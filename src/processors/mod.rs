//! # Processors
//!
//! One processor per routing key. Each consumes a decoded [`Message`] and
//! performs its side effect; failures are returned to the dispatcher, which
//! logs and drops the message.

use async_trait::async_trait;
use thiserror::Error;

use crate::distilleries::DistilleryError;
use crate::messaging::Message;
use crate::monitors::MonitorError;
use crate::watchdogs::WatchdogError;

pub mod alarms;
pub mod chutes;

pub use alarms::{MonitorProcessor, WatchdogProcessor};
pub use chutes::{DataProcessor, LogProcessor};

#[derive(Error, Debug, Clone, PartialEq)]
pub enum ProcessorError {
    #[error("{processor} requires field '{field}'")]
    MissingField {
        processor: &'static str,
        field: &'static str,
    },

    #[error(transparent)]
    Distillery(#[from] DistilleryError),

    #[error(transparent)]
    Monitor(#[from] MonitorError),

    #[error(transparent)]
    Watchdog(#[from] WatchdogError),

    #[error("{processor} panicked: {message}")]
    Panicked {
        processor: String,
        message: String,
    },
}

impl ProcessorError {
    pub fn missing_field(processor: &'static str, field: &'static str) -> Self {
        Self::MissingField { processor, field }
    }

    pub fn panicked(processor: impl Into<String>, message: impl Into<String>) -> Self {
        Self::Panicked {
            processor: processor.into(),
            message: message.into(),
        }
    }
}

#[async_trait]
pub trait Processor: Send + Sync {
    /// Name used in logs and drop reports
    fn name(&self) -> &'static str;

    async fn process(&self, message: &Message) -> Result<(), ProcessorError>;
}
##############################
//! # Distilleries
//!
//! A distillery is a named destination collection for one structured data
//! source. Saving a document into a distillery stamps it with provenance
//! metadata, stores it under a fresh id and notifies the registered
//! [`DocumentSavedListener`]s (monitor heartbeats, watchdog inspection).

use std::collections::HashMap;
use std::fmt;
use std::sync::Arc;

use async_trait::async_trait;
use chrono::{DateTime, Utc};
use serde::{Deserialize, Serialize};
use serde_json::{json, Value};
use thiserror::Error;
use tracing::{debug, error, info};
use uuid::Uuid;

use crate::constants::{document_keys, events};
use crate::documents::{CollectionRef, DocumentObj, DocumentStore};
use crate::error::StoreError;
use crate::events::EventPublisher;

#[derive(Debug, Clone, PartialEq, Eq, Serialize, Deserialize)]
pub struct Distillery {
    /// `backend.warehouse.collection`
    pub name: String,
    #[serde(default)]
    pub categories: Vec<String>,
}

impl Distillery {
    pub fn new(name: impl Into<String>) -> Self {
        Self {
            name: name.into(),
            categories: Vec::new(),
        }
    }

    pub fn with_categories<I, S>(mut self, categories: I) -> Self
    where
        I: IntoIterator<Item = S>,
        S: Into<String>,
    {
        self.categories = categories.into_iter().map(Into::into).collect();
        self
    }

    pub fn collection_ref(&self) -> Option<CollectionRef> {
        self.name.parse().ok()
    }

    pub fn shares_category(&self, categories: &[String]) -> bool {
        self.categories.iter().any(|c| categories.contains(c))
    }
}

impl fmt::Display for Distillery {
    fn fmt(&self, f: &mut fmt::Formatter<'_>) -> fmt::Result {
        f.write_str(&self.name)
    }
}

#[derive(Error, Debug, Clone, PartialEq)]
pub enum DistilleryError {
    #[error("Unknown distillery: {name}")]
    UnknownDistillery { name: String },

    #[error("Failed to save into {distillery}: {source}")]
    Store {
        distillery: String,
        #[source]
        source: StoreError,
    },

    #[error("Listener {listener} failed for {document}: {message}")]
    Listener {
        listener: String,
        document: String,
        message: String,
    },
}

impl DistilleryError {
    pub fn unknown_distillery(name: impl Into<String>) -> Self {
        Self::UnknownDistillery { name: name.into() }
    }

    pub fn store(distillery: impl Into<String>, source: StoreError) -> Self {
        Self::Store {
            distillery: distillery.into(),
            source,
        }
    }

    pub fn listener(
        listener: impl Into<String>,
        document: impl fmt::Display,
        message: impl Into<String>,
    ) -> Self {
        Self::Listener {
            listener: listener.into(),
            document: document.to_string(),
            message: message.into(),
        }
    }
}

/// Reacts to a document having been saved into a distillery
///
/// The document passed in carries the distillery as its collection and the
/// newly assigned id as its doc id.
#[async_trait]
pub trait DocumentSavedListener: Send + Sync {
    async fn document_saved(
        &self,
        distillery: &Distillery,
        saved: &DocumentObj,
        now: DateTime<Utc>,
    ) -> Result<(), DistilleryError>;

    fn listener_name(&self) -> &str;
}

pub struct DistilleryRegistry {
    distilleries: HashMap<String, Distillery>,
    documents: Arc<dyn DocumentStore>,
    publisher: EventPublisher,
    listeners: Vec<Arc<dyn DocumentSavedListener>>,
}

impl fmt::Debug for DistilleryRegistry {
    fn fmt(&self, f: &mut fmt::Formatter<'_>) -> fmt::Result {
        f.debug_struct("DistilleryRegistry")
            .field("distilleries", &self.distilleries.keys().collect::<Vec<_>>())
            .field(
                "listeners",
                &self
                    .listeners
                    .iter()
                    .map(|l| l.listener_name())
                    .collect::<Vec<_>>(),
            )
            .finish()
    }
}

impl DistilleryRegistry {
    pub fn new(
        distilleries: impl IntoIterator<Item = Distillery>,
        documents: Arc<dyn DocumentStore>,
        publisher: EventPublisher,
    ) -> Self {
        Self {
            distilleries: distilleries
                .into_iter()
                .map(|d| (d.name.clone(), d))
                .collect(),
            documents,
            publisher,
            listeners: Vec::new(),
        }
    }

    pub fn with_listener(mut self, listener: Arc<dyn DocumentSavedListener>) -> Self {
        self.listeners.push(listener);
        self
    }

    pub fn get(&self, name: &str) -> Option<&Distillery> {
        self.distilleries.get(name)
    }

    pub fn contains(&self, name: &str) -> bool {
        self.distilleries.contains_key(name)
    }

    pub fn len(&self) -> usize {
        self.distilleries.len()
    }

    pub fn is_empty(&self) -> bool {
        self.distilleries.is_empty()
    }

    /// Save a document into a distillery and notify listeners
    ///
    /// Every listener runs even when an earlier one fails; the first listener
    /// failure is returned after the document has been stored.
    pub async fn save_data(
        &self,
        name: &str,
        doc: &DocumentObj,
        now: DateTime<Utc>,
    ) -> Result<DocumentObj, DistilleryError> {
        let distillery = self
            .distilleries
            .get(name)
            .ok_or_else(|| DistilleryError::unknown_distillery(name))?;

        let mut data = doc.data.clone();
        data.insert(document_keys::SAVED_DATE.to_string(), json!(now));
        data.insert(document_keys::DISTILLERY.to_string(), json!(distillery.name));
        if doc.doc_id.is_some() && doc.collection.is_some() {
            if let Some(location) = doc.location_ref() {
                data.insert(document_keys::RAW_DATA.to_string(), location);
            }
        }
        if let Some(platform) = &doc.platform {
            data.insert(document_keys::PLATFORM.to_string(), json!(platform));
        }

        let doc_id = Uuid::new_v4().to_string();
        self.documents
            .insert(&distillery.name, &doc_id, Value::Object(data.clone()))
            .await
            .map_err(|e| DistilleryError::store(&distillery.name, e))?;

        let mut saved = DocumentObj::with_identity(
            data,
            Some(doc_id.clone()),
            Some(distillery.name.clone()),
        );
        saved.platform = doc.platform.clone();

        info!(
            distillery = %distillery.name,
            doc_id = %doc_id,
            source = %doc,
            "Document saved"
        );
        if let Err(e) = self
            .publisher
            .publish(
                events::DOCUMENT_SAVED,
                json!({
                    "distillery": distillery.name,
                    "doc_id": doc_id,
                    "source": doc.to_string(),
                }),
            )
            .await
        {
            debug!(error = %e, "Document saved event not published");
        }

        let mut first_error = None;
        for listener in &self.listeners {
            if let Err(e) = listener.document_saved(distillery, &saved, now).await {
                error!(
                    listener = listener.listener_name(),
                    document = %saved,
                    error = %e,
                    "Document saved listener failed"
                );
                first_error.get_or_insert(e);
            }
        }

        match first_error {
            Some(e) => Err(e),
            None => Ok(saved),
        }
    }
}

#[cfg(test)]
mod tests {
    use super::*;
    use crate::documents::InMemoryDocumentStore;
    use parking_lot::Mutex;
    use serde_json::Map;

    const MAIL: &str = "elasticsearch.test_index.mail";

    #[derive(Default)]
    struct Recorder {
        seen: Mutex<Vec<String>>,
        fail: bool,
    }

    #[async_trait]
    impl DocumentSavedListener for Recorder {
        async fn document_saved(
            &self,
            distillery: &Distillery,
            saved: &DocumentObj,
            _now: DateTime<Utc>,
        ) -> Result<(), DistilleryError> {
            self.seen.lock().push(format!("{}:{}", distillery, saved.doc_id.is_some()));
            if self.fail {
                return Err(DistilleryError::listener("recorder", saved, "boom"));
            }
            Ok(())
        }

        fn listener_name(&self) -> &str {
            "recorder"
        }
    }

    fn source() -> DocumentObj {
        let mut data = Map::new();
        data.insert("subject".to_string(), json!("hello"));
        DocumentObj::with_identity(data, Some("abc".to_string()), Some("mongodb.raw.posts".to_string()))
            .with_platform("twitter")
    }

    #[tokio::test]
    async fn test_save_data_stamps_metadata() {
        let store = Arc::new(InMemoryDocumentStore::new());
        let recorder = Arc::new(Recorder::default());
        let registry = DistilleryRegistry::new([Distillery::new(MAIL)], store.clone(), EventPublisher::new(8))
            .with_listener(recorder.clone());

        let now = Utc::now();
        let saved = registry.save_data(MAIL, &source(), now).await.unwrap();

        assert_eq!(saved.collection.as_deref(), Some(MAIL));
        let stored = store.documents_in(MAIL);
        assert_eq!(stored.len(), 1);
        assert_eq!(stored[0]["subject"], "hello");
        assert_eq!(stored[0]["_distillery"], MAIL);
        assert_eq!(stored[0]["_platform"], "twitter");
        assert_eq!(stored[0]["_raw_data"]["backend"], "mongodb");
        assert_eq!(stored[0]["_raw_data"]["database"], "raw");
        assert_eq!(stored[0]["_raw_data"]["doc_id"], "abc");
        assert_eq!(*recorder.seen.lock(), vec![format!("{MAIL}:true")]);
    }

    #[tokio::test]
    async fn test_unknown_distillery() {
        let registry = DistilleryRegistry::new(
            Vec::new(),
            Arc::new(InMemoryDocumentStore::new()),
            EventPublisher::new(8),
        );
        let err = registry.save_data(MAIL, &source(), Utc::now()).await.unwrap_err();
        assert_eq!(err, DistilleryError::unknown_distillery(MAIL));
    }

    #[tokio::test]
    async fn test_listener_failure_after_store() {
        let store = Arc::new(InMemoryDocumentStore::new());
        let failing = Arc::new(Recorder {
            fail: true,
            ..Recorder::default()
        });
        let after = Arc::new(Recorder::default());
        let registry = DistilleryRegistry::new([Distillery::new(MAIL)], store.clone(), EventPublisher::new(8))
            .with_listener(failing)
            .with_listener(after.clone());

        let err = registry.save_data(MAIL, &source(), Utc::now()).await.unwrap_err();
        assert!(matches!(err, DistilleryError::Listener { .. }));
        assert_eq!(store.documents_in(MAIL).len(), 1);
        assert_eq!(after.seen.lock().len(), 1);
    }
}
##############################
> TASK DETAILS: For every line in the data above that holds "DistilleryRegistry", return the line itself.

> WRITTEN RESPONSE:
pub struct DistilleryRegistry {
impl fmt::Debug for DistilleryRegistry {
        f.debug_struct("DistilleryRegistry")
impl DistilleryRegistry {
        let registry = DistilleryRegistry::new([Distillery::new(MAIL)], store.clone(), EventPublisher::new(8))
        let registry = DistilleryRegistry::new(
        let registry = DistilleryRegistry::new([Distillery::new(MAIL)], store.clone(), EventPublisher::new(8))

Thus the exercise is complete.